En cette période orange et noire d’Halloween, il me prend l’envie de glisser ici et de mettre au devant de la scène ce cher Washington Irving (1783-1859), l’un des pères fondateurs de la nouvelle fantastique américaine. Grand voyageur et conteur hors pair, cet écrivain a précédé Edgar Allan Poe dans les contrées du conte noir à l’américaine.

Portrait of Washington Irving

Portrait de Washington Irving (1809), John Wesley Jarvis

Puisant dans les märchens (contes folkloriques allemands) au début du 19ème siècle, Irving a mis au goût du jour le motif  littéraire/récit-cadre de la veillée au coin du feu devant lequel chacun se raconte des histoires à faire frissonner. Il a d’ailleurs été une influence majeure sur les nouvelles fantastiques de Charles Dickens qui était un grand admirateur de son œuvre.

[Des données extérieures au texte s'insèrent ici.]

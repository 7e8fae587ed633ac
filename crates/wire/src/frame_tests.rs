// SPDX-License-Identifier: BUSL-1.1
// Copyright (c) 2026 Alfred Jean LLC

use super::*;
use crate::{Request, Response};
use flo_core::ErrorKind;

#[tokio::test]
async fn round_trips_a_request_frame() {
    let request = Request::StartService {
        service: "llm".to_string(),
    };
    let mut buf = Vec::new();
    write_frame(&mut buf, &request, DEFAULT_IPC_TIMEOUT)
        .await
        .unwrap();

    let mut reader = buf.as_slice();
    let back: Request = read_frame(&mut reader, DEFAULT_IPC_TIMEOUT).await.unwrap();
    assert_eq!(back, request);
}

#[tokio::test]
async fn round_trips_a_response_frame() {
    let response = Response::Error {
        kind: ErrorKind::NotFound,
        message: "no such pipeline".to_string(),
    };
    let mut buf = Vec::new();
    write_frame(&mut buf, &response, DEFAULT_IPC_TIMEOUT)
        .await
        .unwrap();

    let mut reader = buf.as_slice();
    let back: Response = read_frame(&mut reader, DEFAULT_IPC_TIMEOUT).await.unwrap();
    assert_eq!(back, response);
}

#[tokio::test]
async fn length_prefix_is_big_endian() {
    let mut buf = Vec::new();
    write_message(&mut buf, b"hello").await.unwrap();
    assert_eq!(&buf[..4], &[0, 0, 0, 5]);
    assert_eq!(&buf[4..], b"hello");
}

#[tokio::test]
async fn eof_maps_to_connection_closed() {
    let mut reader: &[u8] = &[];
    let err = read_message(&mut reader).await.unwrap_err();
    assert!(matches!(err, ProtocolError::ConnectionClosed));
}

#[tokio::test]
async fn truncated_payload_maps_to_connection_closed() {
    // Prefix claims 10 bytes; only 3 follow.
    let mut data = vec![0u8, 0, 0, 10];
    data.extend_from_slice(b"abc");
    let mut reader = data.as_slice();
    let err = read_message(&mut reader).await.unwrap_err();
    assert!(matches!(err, ProtocolError::ConnectionClosed));
}

#[tokio::test]
async fn oversized_length_prefix_is_rejected_before_alloc() {
    let mut data = (u32::MAX).to_be_bytes().to_vec();
    data.extend_from_slice(b"junk");
    let mut reader = data.as_slice();
    let err = read_message(&mut reader).await.unwrap_err();
    assert!(matches!(err, ProtocolError::MessageTooLarge { .. }));
}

Même aux États-Unis, le nom d’Irving se fait très discret, comme éclipsé par sa création qui est l’une des figures emblématiques d’Halloween : le Cavalier sans tête (The Headless Horseman) qui poursuit ses victimes avec une citrouille en guise de substitut à sa tête manquante. Inspiré par le personnage du Chasseur sauvage, figure issue du folklore allemand,  Irving est en effet l’auteur de la nouvelle La Légende du Val Dormant (The Legend of Sleep Hollow, extrait du recueil Le Livre d’esquisses de Geoffrey Crayon, Gent. 1819) et dont Tim Burton a fait une remarquable adaptation libre.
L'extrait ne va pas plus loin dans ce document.